Further, in order to achieve the above third object,
The bus interface circuit of the present invention is connected to a split-type bus and a plurality of devices that use the bus, and processes a transaction that occurs based on a request to use the bus from each device of the plurality of devices. A bus interface circuit, wherein a device identification number control table that holds one or more numbers assigned to each device for identifying each device, and a device identification number control table that holds the device identification number control table And a means for changing the number of the device identification numbers assigned to the respective devices, and the number of the device identification numbers for the devices is maintained even while waiting for the data return in the read operation based on the bus use request from the respective devices. It is not used from the device identification number within the range. The use of numbers, perform other said transaction related to the device.

[0010]

A bus control in which the number of sets of signal lines that can be used by each device is held in a used signal line control table, and the contents are loaded with a program on a processor or a bus interface control circuit directly or indirectly connected to the bus. Since it can be changed by a program installed in the device, the bus acquisition frequency can be controlled by the program.

When a plurality of devices that use a common bus share a bus interface circuit, the priority order regarding the bus usage between devices can be held in a bus priority order control table and the contents can be changed by a program. Therefore, it is possible to flexibly control the processing order of the bus use request based on the device priority.

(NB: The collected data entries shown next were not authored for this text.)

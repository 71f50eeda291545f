use axum::http::{HeaderMap, Method};

use super::headers::is_multipart;
use crate::error::GatewayError;

/// Methods whose inbound body must be present and well-formed before forwarding.
pub fn requires_body(method: &Method) -> bool {
    matches!(*method, Method::POST | Method::PUT | Method::PATCH)
}

/// Reject write requests with a missing or malformed body.
///
/// Runs before any backend call. Multipart uploads are opaque and only
/// checked for presence.
pub fn validate_body(method: &Method, headers: &HeaderMap, body: &[u8]) -> Result<(), GatewayError> {
    if !requires_body(method) {
        return Ok(());
    }

    if body.iter().all(u8::is_ascii_whitespace) {
        return Err(GatewayError::BodyRequired);
    }

    if is_multipart(headers) {
        return Ok(());
    }

    serde_json::from_slice::<serde_json::Value>(body)
        .map(|_| ())
        .map_err(|e| GatewayError::invalid_json(e.to_string()))
}
#[cfg(test)]
mod tests {
    use super::*;
    use serde_json::json;
    use std::sync::atomic::{AtomicUsize, Ordering};

    use crate::types::ErrorEnvelope;

    struct FakeBackend {
        user: Option<serde_json::Value>,
        tokens: Option<TokenPair>,
        calls: AtomicUsize,
    }

    impl FakeBackend {
        fn failing() -> Self {
            Self { user: None, tokens: None, calls: AtomicUsize::new(0) }
        }

        fn with_user(user: serde_json::Value) -> Self {
            Self { user: Some(user), tokens: None, calls: AtomicUsize::new(0) }
        }

        fn with_tokens(access: &str, refresh: Option<&str>) -> Self {
            Self {
                user: None,
                tokens: Some(TokenPair {
                    access_token: access.to_string(),
                    refresh_token: refresh.map(str::to_string),
                }),
                calls: AtomicUsize::new(0),
            }
        }
    }

    #[async_trait]
    impl AuthBackend for FakeBackend {
        async fn fetch_current_user(&self, _access_token: &str) -> Result<RawUser, ClientError> {
            self.calls.fetch_add(1, Ordering::SeqCst);
            match &self.user {
                Some(user) => Ok(RawUser::from_value(user.clone()).unwrap()),
                None => Err(ClientError::Api {
                    status: 401,
                    envelope: ErrorEnvelope::new("Unauthorized"),
                }),
            }
        }

        async fn refresh_tokens(&self, _refresh_token: &str) -> Result<TokenPair, ClientError> {
            self.calls.fetch_add(1, Ordering::SeqCst);
            self.tokens.clone().ok_or_else(|| ClientError::Api {
                status: 401,
                envelope: ErrorEnvelope::new("Unauthorized"),
            })
        }
    }

    fn raw(value: serde_json::Value) -> RawUser {
        RawUser::from_value(value).unwrap()
    }

    fn store_with(storage: &Arc<MemoryStorage>) -> SessionStore {
        SessionStore::init(storage.clone())
    }

    #[test]
    fn login_with_object_role() {
        let store = SessionStore::in_memory();
        store
            .login(
                raw(json!({ "id": "u1", "role": { "id": "1", "name": "ADMIN" }, "organizationId": "o1" })),
                "tok1",
                Some("ref1".into()),
            )
            .unwrap();

        assert!(store.is_authenticated());
        assert_eq!(store.get_user_safe().unwrap().role.name, "ADMIN");
    }

    #[test]
    fn login_with_string_role() {
        let store = SessionStore::in_memory();
        store
            .login(raw(json!({ "id": "u1", "role": "ADMIN" })), "tok1", Some("ref1".into()))
            .unwrap();

        assert!(store.is_authenticated());
        let user = store.get_user_safe().unwrap();
        assert_eq!(user.role.name, "ADMIN");
        assert!(user.organization_id.is_none());
    }

    #[test]
    fn login_persists_snapshot() {
        let storage = Arc::new(MemoryStorage::new());
        let store = store_with(&storage);
        store
            .login(raw(json!({ "id": 3, "role": "VIEWER" })), "tok1", Some("ref1".into()))
            .unwrap();

        let blob: serde_json::Value =
            serde_json::from_str(&storage.get_item(SESSION_KEY).unwrap().unwrap()).unwrap();
        assert_eq!(blob["accessToken"], "tok1");
        assert_eq!(blob["refreshToken"], "ref1");
        assert_eq!(blob["isAuthenticated"], true);
        assert_eq!(blob["user"]["id"], "3");
        assert_eq!(blob["user"]["role"]["name"], "VIEWER");
    }

    #[test]
    fn init_rehydrates_and_normalizes_old_shapes() {
        let storage = Arc::new(MemoryStorage::with_items([(
            SESSION_KEY,
            json!({
                "user": { "id": 9, "role": "ADMIN", "organization_id": 4 },
                "accessToken": "tok9",
                "refreshToken": null,
                "isAuthenticated": false
            })
            .to_string(),
        )]));
        let store = store_with(&storage);

        let session = store.snapshot();
        assert!(session.is_authenticated, "flag is derived, not trusted");
        let user = session.user.unwrap();
        assert_eq!(user.id, "9");
        assert_eq!(user.role.name, "ADMIN");
        assert_eq!(user.organization_id.as_deref(), Some("4"));
    }

    #[test]
    fn init_keeps_session_with_odd_user_fields() {
        let storage = Arc::new(MemoryStorage::with_items([(
            SESSION_KEY,
            json!({
                "user": { "id": 3, "role": { "id": 1, "name": 1 }, "organizationId": 2, "isActive": 1 },
                "accessToken": "tok3"
            })
            .to_string(),
        )]));
        let store = store_with(&storage);

        assert!(store.is_authenticated());
        let user = store.get_user_safe().unwrap();
        assert!(user.is_active);
        assert_eq!(user.role.name, "1");
    }

    #[test]
    fn init_with_token_but_no_user_is_not_authenticated() {
        let storage = Arc::new(MemoryStorage::with_items([(
            SESSION_KEY,
            json!({ "user": null, "accessToken": "tok", "isAuthenticated": true }).to_string(),
        )]));
        let store = store_with(&storage);
        assert!(!store.is_authenticated());
        assert_eq!(store.access_token().as_deref(), Some("tok"));
    }

    #[test]
    fn init_survives_garbage_snapshot() {
        let storage = Arc::new(MemoryStorage::with_items([(SESSION_KEY, "{not json")]));
        let store = store_with(&storage);
        assert_eq!(store.snapshot(), Session::default());
    }

    #[test]
    fn logout_clears_snapshot_and_legacy_keys() {
        let storage = Arc::new(MemoryStorage::with_items([
            ("user", "{\"role\":\"ADMIN\"}"),
            ("token", "old"),
        ]));
        let store = store_with(&storage);
        store.login(raw(json!({ "id": "u1", "role": "ADMIN" })), "tok1", None).unwrap();

        store.logout().unwrap();

        assert_eq!(store.snapshot(), Session::default());
        for key in [SESSION_KEY, "user", "token"] {
            assert_eq!(storage.get_item(key).unwrap(), None, "key {key} survived logout");
        }
    }

    #[tokio::test]
    async fn load_me_failure_leaves_session_untouched() {
        let storage = Arc::new(MemoryStorage::with_items([(
            SESSION_KEY,
            json!({ "accessToken": "stale" }).to_string(),
        )]));
        let store = store_with(&storage);
        let before = store.snapshot();

        let err = store.load_me(&FakeBackend::failing()).await.unwrap_err();

        assert!(err.is_unauthorized());
        assert_eq!(store.snapshot(), before);
        assert!(!store.is_authenticated());
        assert_eq!(store.access_token().as_deref(), Some("stale"));
    }

    #[tokio::test]
    async fn load_me_failure_keeps_authenticated_flag() {
        let storage = Arc::new(MemoryStorage::new());
        let store = store_with(&storage);
        store.login(raw(json!({ "id": "u1", "role": "ADMIN" })), "tok1", None).unwrap();

        // User already present: no fetch, nothing changes
        let backend = FakeBackend::failing();
        let user = store.load_me(&backend).await.unwrap();
        assert_eq!(user.unwrap().id, "u1");
        assert_eq!(backend.calls.load(Ordering::SeqCst), 0);
        assert!(store.is_authenticated());
    }

    #[tokio::test]
    async fn load_me_populates_user() {
        let storage = Arc::new(MemoryStorage::with_items([(
            SESSION_KEY,
            json!({ "accessToken": "tok" }).to_string(),
        )]));
        let store = store_with(&storage);
        let backend = FakeBackend::with_user(json!({ "id": 11, "role": { "id": 2, "name": "MANAGER" } }));

        let user = store.load_me(&backend).await.unwrap().unwrap();

        assert_eq!(user.role.name, "MANAGER");
        assert!(store.is_authenticated());
        let blob = storage.get_item(SESSION_KEY).unwrap().unwrap();
        assert!(blob.contains("MANAGER"));
    }

    #[tokio::test]
    async fn load_me_without_token_does_nothing() {
        let store = SessionStore::in_memory();
        let backend = FakeBackend::with_user(json!({ "id": 1 }));
        assert_eq!(store.load_me(&backend).await.unwrap(), None);
        assert_eq!(backend.calls.load(Ordering::SeqCst), 0);
    }

    #[tokio::test]
    async fn refresh_rotates_tokens() {
        let store = SessionStore::in_memory();
        store
            .login(raw(json!({ "id": "u1", "role": "ADMIN" })), "old", Some("r1".into()))
            .unwrap();

        store.refresh(&FakeBackend::with_tokens("new", Some("r2"))).await.unwrap();

        assert_eq!(store.access_token().as_deref(), Some("new"));
        assert_eq!(store.refresh_token().as_deref(), Some("r2"));
        assert!(store.is_authenticated());
    }

    #[tokio::test]
    async fn refresh_failure_keeps_tokens() {
        let store = SessionStore::in_memory();
        store
            .login(raw(json!({ "id": "u1", "role": "ADMIN" })), "old", Some("r1".into()))
            .unwrap();
        let before = store.snapshot();

        assert!(store.refresh(&FakeBackend::failing()).await.is_err());
        assert_eq!(store.snapshot(), before);
    }

    #[tokio::test]
    async fn refresh_without_refresh_token() {
        let store = SessionStore::in_memory();
        store.login(raw(json!({ "id": "u1", "role": "ADMIN" })), "tok", None).unwrap();
        assert!(matches!(
            store.refresh(&FakeBackend::with_tokens("x", None)).await,
            Err(SessionError::NoRefreshToken)
        ));
    }
}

Further, even during the waiting time for the data return in the read operation of the device connected to the split type bus, other transactions related to the device can be performed within the range of the number of device identification numbers that can be assigned to the device. Can be executed.

[0013]

DETAILED DESCRIPTION OF THE PREFERRED EMBODIMENTS An embodiment of the present invention will be described below in detail with reference to the drawings. First, the outline of the present invention will be described with reference to FIG. FIG. 1 is a block diagram of the principle of the present invention. In FIG. 1, a bus control device 102 is connected to a bus 100 via various signal lines and data lines. In addition to the bus control device, other components of the computer system such as a processor and a memory (not shown) are connected to the bus 100.
The bus control device 102 includes a bus interface circuit 103.
And a plurality of devices 105. Device 1
Reference numeral 05 includes an adapter of an input / output device such as a disk and a communication adapter for communication with other processors. The bus interface circuit 103 has a use signal line control table 205, a bus priority control table 206, and a device identification number control table 209 in addition to the bus control circuit 104. Bus interface circuit 10
Reference numeral 3 denotes a target part of the present invention, which will be described in detail later.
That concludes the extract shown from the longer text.